Now Fight Cancer is there.

Analysis

Context
-Written by Philip Larkin in 1962
-The poem was written in an era of sexism, so in the context in which it was published the poem is not necessarily sexist – or it may be trying to portray the sexualisation of women.

Form and Narrative
-It frequently uses a clash of formal/informal language, creating bathos.
-This may be representative of the contrasts between the upper class and the lower class – it presents the upper classes as educated, with a strong sense of morality, while the lower classes are uneducated, using crude language (huge tits), and bring destruction.
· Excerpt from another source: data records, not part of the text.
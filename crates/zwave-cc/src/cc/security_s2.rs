//! Security S2 CC (0x9F) wire format.
//!
//! SPAN establishment and CCM sealing live in [`crate::security::s2`];
//! this module frames sequence numbers, extensions, and ciphertext.

use crate::error::CCError;
use crate::validate_payload;

pub const NONCE_GET: u8 = 0x01;
pub const NONCE_REPORT: u8 = 0x02;
pub const MESSAGE_ENCAP: u8 = 0x03;

const CC_ID: u8 = 0x9F;

const FLAG_EXTENSIONS: u8 = 0x01;

const EXT_TYPE_MASK: u8 = 0x3F;
const EXT_MORE_TO_FOLLOW: u8 = 0x80;

pub const EXT_SPAN: u8 = 0x01;
pub const EXT_MPAN_GROUP: u8 = 0x03;

/// An unencrypted extension carried by MessageEncap.
#[derive(Debug, Clone, PartialEq, Eq)]
pub enum S2Extension {
    /// Sender entropy input for SPAN (re-)establishment.
    Span { sender_ei: [u8; 16] },
    /// Multicast group addressing.
    MpanGroup { group_id: u8 },
    /// Preserved unknown extension.
    Unknown { ext_type: u8, data: Vec<u8> },
}

impl S2Extension {
    fn ext_type(&self) -> u8 {
        match self {
            S2Extension::Span { .. } => EXT_SPAN,
            S2Extension::MpanGroup { .. } => EXT_MPAN_GROUP,
            S2Extension::Unknown { ext_type, .. } => *ext_type & EXT_TYPE_MASK,
        }
    }

    fn data_len(&self) -> usize {
        match self {
            S2Extension::Span { .. } => 16,
            S2Extension::MpanGroup { .. } => 1,
            S2Extension::Unknown { data, .. } => data.len(),
        }
    }
}

/// The body of a MessageEncap frame.
#[derive(Debug, Clone, PartialEq, Eq)]
pub struct S2Encap {
    pub seq: u8,
    pub extensions: Vec<S2Extension>,
    /// CCM output: ciphertext followed by the 8-byte tag.
    pub ciphertext: Vec<u8>,
}

#[derive(Debug, Clone, PartialEq, Eq)]
pub enum SecurityS2CC {
    NonceGet {
        seq: u8,
    },
    NonceReport {
        seq: u8,
        /// Singlecast out of sync: the receiver lost its SPAN.
        sos: bool,
        /// Multicast out of sync.
        mos: bool,
        /// Present iff `sos`.
        receiver_ei: Option<[u8; 16]>,
    },
    MessageEncap(S2Encap),
}

impl SecurityS2CC {
    pub fn command(&self) -> u8 {
        match self {
            SecurityS2CC::NonceGet { .. } => NONCE_GET,
            SecurityS2CC::NonceReport { .. } => NONCE_REPORT,
            SecurityS2CC::MessageEncap(_) => MESSAGE_ENCAP,
        }
    }

    pub fn parse(command: u8, payload: &[u8]) -> Result<Self, CCError> {
        match command {
            NONCE_GET => {
                validate_payload!(payload.len() == 1, "nonce get carries a sequence number");
                Ok(SecurityS2CC::NonceGet { seq: payload[0] })
            }
            NONCE_REPORT => {
                validate_payload!(payload.len() >= 2, "nonce report too short");
                let sos = payload[1] & 0x01 != 0;
                let mos = payload[1] & 0x02 != 0;
                let receiver_ei = if sos {
                    validate_payload!(
                        payload.len() >= 18,
                        "sos nonce report carries receiver entropy"
                    );
                    let ei: [u8; 16] = payload[2..18].try_into().expect("length checked above");
                    Some(ei)
                } else {
                    None
                };
                Ok(SecurityS2CC::NonceReport {
                    seq: payload[0],
                    sos,
                    mos,
                    receiver_ei,
                })
            }
            MESSAGE_ENCAP => {
                validate_payload!(payload.len() >= 2, "message encap too short");
                let seq = payload[0];
                let has_extensions = payload[1] & FLAG_EXTENSIONS != 0;
                let mut idx = 2;
                let mut extensions = Vec::new();

                if has_extensions {
                    loop {
                        validate_payload!(payload.len() >= idx + 2, "extension header truncated");
                        let ext_len = payload[idx] as usize;
                        validate_payload!(ext_len >= 2, "extension length too small");
                        validate_payload!(
                            payload.len() >= idx + ext_len,
                            "extension body truncated"
                        );
                        let type_byte = payload[idx + 1];
                        let data = &payload[idx + 2..idx + ext_len];
                        extensions.push(Self::parse_extension(type_byte & EXT_TYPE_MASK, data)?);
                        idx += ext_len;
                        if type_byte & EXT_MORE_TO_FOLLOW == 0 {
                            break;
                        }
                    }
                }

                // The remainder must hold at least the CCM tag.
                validate_payload!(payload.len() >= idx + 8, "message encap missing ccm tag");
                Ok(SecurityS2CC::MessageEncap(S2Encap {
                    seq,
                    extensions,
                    ciphertext: payload[idx..].to_vec(),
                }))
            }
            other => Err(CCError::UnknownCommand {
                cc: CC_ID,
                command: other,
            }),
        }
    }

    fn parse_extension(ext_type: u8, data: &[u8]) -> Result<S2Extension, CCError> {
        match ext_type {
            EXT_SPAN => {
                validate_payload!(data.len() == 16, "span extension carries 16 bytes");
                let sender_ei: [u8; 16] = data.try_into().expect("length checked above");
                Ok(S2Extension::Span { sender_ei })
            }
            EXT_MPAN_GROUP => {
                validate_payload!(data.len() == 1, "mpan group extension carries one byte");
                Ok(S2Extension::MpanGroup { group_id: data[0] })
            }
            other => Ok(S2Extension::Unknown {
                ext_type: other,
                data: data.to_vec(),
            }),
        }
    }

    pub fn write_payload(&self, out: &mut Vec<u8>) {
        match self {
            SecurityS2CC::NonceGet { seq } => out.push(*seq),
            SecurityS2CC::NonceReport {
                seq,
                sos,
                mos,
                receiver_ei,
            } => {
                out.push(*seq);
                let mut flags = 0u8;
                if *sos {
                    flags |= 0x01;
                }
                if *mos {
                    flags |= 0x02;
                }
                out.push(flags);
                if let Some(ei) = receiver_ei {
                    out.extend_from_slice(ei);
                }
            }
            SecurityS2CC::MessageEncap(encap) => {
                out.push(encap.seq);
                out.push(if encap.extensions.is_empty() {
                    0
                } else {
                    FLAG_EXTENSIONS
                });
                for (i, ext) in encap.extensions.iter().enumerate() {
                    let more = i + 1 < encap.extensions.len();
                    out.push((ext.data_len() + 2) as u8);
                    let mut type_byte = ext.ext_type();
                    if more {
                        type_byte |= EXT_MORE_TO_FOLLOW;
                    }
                    out.push(type_byte);
                    match ext {
                        S2Extension::Span { sender_ei } => out.extend_from_slice(sender_ei),
                        S2Extension::MpanGroup { group_id } => out.push(*group_id),
                        S2Extension::Unknown { data, .. } => out.extend_from_slice(data),
                    }
                }
                out.extend_from_slice(&encap.ciphertext);
            }
        }
    }
}
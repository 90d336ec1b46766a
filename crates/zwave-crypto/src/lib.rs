//! AES-128 primitives for the Z-Wave security layers.
//!
//! Everything in this crate is stateless: S0 and S2 session state (nonce
//! stores, SPAN/MPAN progression) lives in the command-class layer. All
//! operations are AES-128; Z-Wave security uses no asymmetric cryptography
//! after inclusion.

#![cfg_attr(not(feature = "std"), no_std)]

extern crate alloc;

pub mod aes_cbc;
pub mod ccm;
pub mod cmac;
pub mod ctr;
pub mod kdf;

pub use aes_cbc::{aes128_cbc_decrypt, aes128_cbc_encrypt};
pub use ccm::{aes128_ccm_decrypt, aes128_ccm_encrypt, CCM_NONCE_SIZE, CCM_TAG_SIZE};
pub use cmac::{aes128_cmac, aes128_cmac_verify_truncated};
pub use ctr::aes128_ctr_keystream;
pub use kdf::{expand_network_key, NetworkKeys};

use core::fmt;

/// AES block size; also the key size everywhere in this crate.
pub const BLOCK_SIZE: usize = 16;

#[derive(Debug, Clone, Copy, PartialEq, Eq)]
pub enum CryptoError {
    /// Input length violates the primitive's block or minimum-size rule.
    InvalidLength { expected: usize, actual: usize },
    /// An authentication tag or MAC did not verify.
    MacMismatch,
    /// Ciphertext could not be decrypted.
    DecryptFailed,
}

impl fmt::Display for CryptoError {
    fn fmt(&self, f: &mut fmt::Formatter<'_>) -> fmt::Result {
        match self {
            CryptoError::InvalidLength { expected, actual } => {
                write!(f, "invalid length: expected multiple/minimum of {expected}, got {actual}")
            }
            CryptoError::MacMismatch => write!(f, "MAC verification failed"),
            CryptoError::DecryptFailed => write!(f, "decryption failed"),
        }
    }
}

#[cfg(feature = "std")]
impl std::error::Error for CryptoError {}
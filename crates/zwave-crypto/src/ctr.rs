//! AES-128-CTR keystream generation.
//!
//! The S2 SPAN generator advances its inner state by drawing keystream
//! bytes; this module exposes exactly that primitive.

extern crate alloc;
use alloc::vec::Vec;

use aes::Aes128;
use ctr::cipher::{KeyIvInit, StreamCipher};

type Aes128Ctr = ctr::Ctr128BE<Aes128>;

/// Produce `len` keystream bytes for `key` starting at counter block `iv`.
#[must_use]
pub fn aes128_ctr_keystream(key: &[u8; 16], iv: &[u8; 16], len: usize) -> Vec<u8> {
    let mut buf = alloc::vec![0u8; len];
    let mut cipher = Aes128Ctr::new(key.into(), iv.into());
    cipher.apply_keystream(&mut buf);
    buf
}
The reader may find this uncomfortable to read unless they align with Larkin’s views – while the Satirical elegy promotes change through the ridicule of the idle rich, Larkin is simply criticising the lower classes.
-The poster symbolises corruption – fight the cancer.
-Generally iambic meter, though anapaestic feet are used.
-The poem drifts somewhere between formal meter and free verse.
-It may explore the illusory nature of desire and of making the world a perfect/beautiful place. Rapid deterioration shows reality – humans destroy the earth.
-It may be a satire to ridicule the modern culture of consumption – advertise – consume – ruin it.
-Society has degraded the perfect woman.
-‘Spread breast-lifting arms.’ – the last line of the first stanza shows cadence because it does not belong to any meter, so makes it uncomfortable to read, particularly because the last word is stretched (this adds to the bathos)
-Anapaest on ‘space’ and ‘stride’ makes it difficult and uncomfortable to read, stressing the end of the lines for extra emphasis.

-In the last stanza, there are 4 consecutive unstressed end lines, creating a tone of change. The movement is from dark humour to sadness.